Como se desmonta a previdência pública

In Destaques, Entenda, Notícias 13 fevereiro, 2017 18:41

Novo estudo demonstra: objetivo oculto da “reforma” do governo é inviabilizar a Seguridade Social brasileira, abrindo imenso mercado para bancos e seguradoras privados

[Leia a íntegra do documento aqui]

170213-PrevidênciaFoi lançado nesta segunda-feira (13) o estudo “Previdência: reforma para excluir?”. Elaborado por iniciativa da Associação Nacional dos Auditores-Fiscais da Receita Federal do Brasil (Anfip) e do Departamento Intersindical de Estatística e Estudos  Socioeconômicos (Dieese), o documento contou com a contribuição de diversos especialistas em proteção social e em mercado de trabalho, tendo a gestão executiva feita pela Plataforma Política Social, sob coordenação de Eduardo Fagnani.

Trata-se de um convite para um “debate amplo, plural e democrático sobre o tema”, segundo os autores. “Em função do caráter excludente das propostas de mudança, e para se evitar uma nova “tragédia anunciada” – como a crise do sistema prisional, por  exemplo, apontada dessa  forma por diversos  analistas  –, alerta-se que o infortúnio da desproteção social  pode estar começando a ser tecido agora. Nesse  sentido, as questões cruciais que deveriam orientar a reflexão da sociedade, dos  parlamentares, dos jornalistas e  do  movimento social devem ser: que país queremos e que país a reforma da Previdência projeta para meados do século 21?”, diz o texto.

O documento-síntese aborda o contexto mais amplo da Previdência e da Seguridade Social, abordando tópicos como a opção pela austeridade econômica e mostrando como essa escolha foi determinante para o agravamento da crise que o país vive hoje.

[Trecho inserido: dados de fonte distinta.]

//! Read vitals compositions back from the repository.

use crate::error::Operation;
use crate::fields::FieldTable;
use crate::normalizer::{normalise_result_set, record_from_flat};
use crate::query::{vitals_query, QueryShape};
use crate::record::VitalsRecord;
use crate::transport::{dispatch, CallOptions, Method, RepositoryRequest, Transport};
use crate::{VitalsError, VitalsResult};
use clinic_types::{CompositionUid, EhrId, TemplateId};
use openehr::{FlatComposition, ResultSet, FLAT_CONTENT_TYPE, JSON_CONTENT_TYPE};
use tracing::debug;

/// Every vitals recording of `template_id` in `ehr_id`, in the order the repository returned
/// them (newest first). No recordings is an empty vector, not an error.
///
/// # Errors
///
/// Transport failures propagate unchanged. A response without a `rows` array is
/// [`VitalsError::MalformedResponse`].
pub async fn list(
    transport: &dyn Transport,
    options: &CallOptions,
    ehr_id: &EhrId,
    template_id: &TemplateId,
    table: &FieldTable,
    shape: QueryShape,
) -> VitalsResult<Vec<VitalsRecord>> {
    let query = vitals_query(shape, ehr_id, template_id, table)?;
    let body = serde_json::to_value(&query)
        .map_err(|e| VitalsError::InvalidInput(format!("AQL query could not be encoded: {e}")))?;

    let target = format!("ehr {ehr_id}, template {template_id}");
    let request = RepositoryRequest::new(Operation::QueryCompositions, Method::Post, ["query", "aql"])
        .accept(JSON_CONTENT_TYPE)
        .body(JSON_CONTENT_TYPE, body)
        .target(target.clone());

    let response = dispatch(transport, request, options).await?;
    let malformed = |detail: String| VitalsError::MalformedResponse {
        operation: Operation::QueryCompositions,
        target: target.clone(),
        detail,
    };
    let body = response
        .body
        .ok_or_else(|| malformed("empty response to an AQL query".into()))?;
    let result = ResultSet::from_json(body).map_err(|e| malformed(e.to_string()))?;

    let records = normalise_result_set(&result, shape, table);
    debug!(%ehr_id, %template_id, count = records.len(), "vitals compositions read");
    Ok(records)
}

/// Fetch one composition in the flat format.
///
/// # Errors
///
/// An unknown uid is a [`VitalsError::Transport`] error with status 404. A body that is not a
/// JSON object is [`VitalsError::MalformedResponse`].
pub async fn get_flat(
    transport: &dyn Transport,
    options: &CallOptions,
    ehr_id: &EhrId,
    uid: &CompositionUid,
) -> VitalsResult<FlatComposition> {
    let target = format!("ehr {ehr_id}, composition {uid}");
    let request = RepositoryRequest::new(
        Operation::GetComposition,
        Method::Get,
        ["ehr", ehr_id.as_str(), "composition", uid.as_str()],
    )
    .query("format", "FLAT")
    .accept(FLAT_CONTENT_TYPE)
    .target(target.clone());

    let response = dispatch(transport, request, options).await?;
    let malformed = |detail: String| VitalsError::MalformedResponse {
        operation: Operation::GetComposition,
        target: target.clone(),
        detail,
    };
    let body = response
        .body
        .ok_or_else(|| malformed("empty composition body".into()))?;
    FlatComposition::from_json(body).map_err(|e| malformed(e.to_string()))
}

/// Normalise a stored flat composition read under `template_id`.
///
/// The record always carries `uid` and `template_id`, even when the document omits its uid.
pub fn stored_record(
    flat: &FlatComposition,
    uid: &CompositionUid,
    template_id: &TemplateId,
    table: &FieldTable,
) -> VitalsRecord {
    let mut record = record_from_flat(flat, table);
    if record.uid.is_none() {
        record.uid = Some(uid.clone());
    }
    record.template_id = Some(template_id.to_string());
    record
}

Traz ainda reflexões a respeito do que considera premissas “questionáveis”, como o impacto da demografia nas finanças da Previdência e a existência de um “déficit” explosivo que estaria crescendo a cada ano.

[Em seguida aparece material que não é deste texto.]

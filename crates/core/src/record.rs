//! The flat vitals record exchanged with callers.
//!
//! Every clinical field is optional on its own: `None` means "not measured", never zero. A record
//! without a `uid` has not been saved yet.

use crate::fields::VitalSign;
use chrono::{DateTime, FixedOffset};
use clinic_types::CompositionUid;
use openehr::{DataValue, DvProportion, DvQuantity};
use serde::{Deserialize, Serialize};
use std::collections::BTreeMap;

/// A measured amount with its unit.
#[derive(Clone, Debug, PartialEq, Serialize, Deserialize)]
pub struct Quantity {
    pub magnitude: f64,
    #[serde(default)]
    pub units: String,
}

impl Quantity {
    pub fn new(magnitude: f64, units: impl Into<String>) -> Self {
        Self {
            magnitude,
            units: units.into(),
        }
    }
}

#[derive(Clone, Debug, PartialEq, Serialize, Deserialize)]
pub struct Pulse {
    pub rate: f64,
    #[serde(default)]
    pub units: String,
}

#[derive(Clone, Debug, PartialEq, Serialize, Deserialize)]
pub struct BloodPressure {
    pub systolic: Quantity,
    pub diastolic: Quantity,
}

/// Oxygen saturation as a ratio. The denominator is whatever the device reported.
#[derive(Clone, Debug, PartialEq, Serialize, Deserialize)]
pub struct Spo2 {
    pub numerator: f64,
    pub denominator: f64,
}

impl Spo2 {
    /// `numerator / denominator * 100`, or `None` for a zero denominator.
    pub fn percentage(&self) -> Option<f64> {
        DvProportion::new(self.numerator, self.denominator).percentage()
    }
}

#[derive(Clone, Debug, Default, PartialEq, Serialize, Deserialize)]
#[serde(rename_all = "camelCase")]
pub struct VitalsRecord {
    #[serde(default, skip_serializing_if = "Option::is_none")]
    pub uid: Option<CompositionUid>,
    #[serde(default, skip_serializing_if = "Option::is_none")]
    pub start_time: Option<String>,
    #[serde(default, skip_serializing_if = "Option::is_none")]
    pub pulse: Option<Pulse>,
    #[serde(default, skip_serializing_if = "Option::is_none")]
    pub blood_pressure: Option<BloodPressure>,
    #[serde(default, skip_serializing_if = "Option::is_none")]
    pub spo2: Option<Spo2>,
    #[serde(default, skip_serializing_if = "Option::is_none")]
    pub body_weight: Option<Quantity>,
    #[serde(default, skip_serializing_if = "Option::is_none")]
    pub height: Option<Quantity>,
    #[serde(default, skip_serializing_if = "Option::is_none")]
    pub category: Option<String>,
    #[serde(default, skip_serializing_if = "Option::is_none")]
    pub setting: Option<String>,
    #[serde(default, skip_serializing_if = "Option::is_none")]
    pub language: Option<String>,
    #[serde(default, skip_serializing_if = "Option::is_none")]
    pub territory: Option<String>,
    #[serde(default, skip_serializing_if = "Option::is_none")]
    pub composer_name: Option<String>,
    #[serde(default, skip_serializing_if = "Option::is_none")]
    pub template_id: Option<String>,
}

/// Extracted element values keyed by the vital sign they belong to.
pub type Measurements = BTreeMap<VitalSign, DataValue>;

impl VitalsRecord {
    pub fn is_new(&self) -> bool {
        self.uid.is_none()
    }

    /// `true` if at least one clinical field is present.
    pub fn has_measurements(&self) -> bool {
        VitalSign::ALL.iter().any(|sign| self.measurement(*sign).is_some())
    }

    /// `start_time` parsed as RFC 3339, if present and parseable.
    pub fn parsed_start_time(&self) -> Option<DateTime<FixedOffset>> {
        DateTime::parse_from_rfc3339(self.start_time.as_deref()?).ok()
    }

    /// The value this record carries for `sign`, in its element shape.
    pub fn measurement(&self, sign: VitalSign) -> Option<DataValue> {
        let quantity = |q: &Quantity| DataValue::Quantity(DvQuantity::new(q.magnitude, q.units.clone()));
        match sign {
            VitalSign::Systolic => self.blood_pressure.as_ref().map(|bp| quantity(&bp.systolic)),
            VitalSign::Diastolic => self.blood_pressure.as_ref().map(|bp| quantity(&bp.diastolic)),
            VitalSign::PulseRate => self
                .pulse
                .as_ref()
                .map(|p| DataValue::Quantity(DvQuantity::new(p.rate, p.units.clone()))),
            VitalSign::Spo2 => self
                .spo2
                .as_ref()
                .map(|s| DataValue::Proportion(DvProportion::new(s.numerator, s.denominator))),
            VitalSign::BodyWeight => self.body_weight.as_ref().map(quantity),
            VitalSign::Height => self.height.as_ref().map(quantity),
        }
    }

    /// Fill the clinical fields from extracted values.
    ///
    /// Values of the wrong shape are ignored. Blood pressure is only set when both systolic and
    /// diastolic are present.
    pub fn apply_measurements(&mut self, values: &Measurements) {
        let quantity = |sign: VitalSign| {
            values
                .get(&sign)
                .and_then(DataValue::as_quantity)
                .map(|q| Quantity::new(q.magnitude, q.units.clone()))
        };

        self.blood_pressure = match (quantity(VitalSign::Systolic), quantity(VitalSign::Diastolic)) {
            (Some(systolic), Some(diastolic)) => Some(BloodPressure {
                systolic,
                diastolic,
            }),
            _ => None,
        };
        self.pulse = quantity(VitalSign::PulseRate).map(|q| Pulse {
            rate: q.magnitude,
            units: q.units,
        });
        self.spo2 = values
            .get(&VitalSign::Spo2)
            .and_then(DataValue::as_proportion)
            .map(|p| Spo2 {
                numerator: p.numerator,
                denominator: p.denominator,
            });
        self.body_weight = quantity(VitalSign::BodyWeight);
        self.height = quantity(VitalSign::Height);
    }
}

Apresentando as linhas gerais da PEC 287 e seus efeitos negativos, o estudo faz uma análise crítica da proposta do governo, apontando para a restrição do direito à proteção na velhice. Ao fim, traz um alerta, apontando que é preciso preservar a previdência pública, hoje o principal mecanismo de proteção social brasileiro, propondo alternativas que podem assegurar o equilíbrio financeiro sem a retirada de direitos.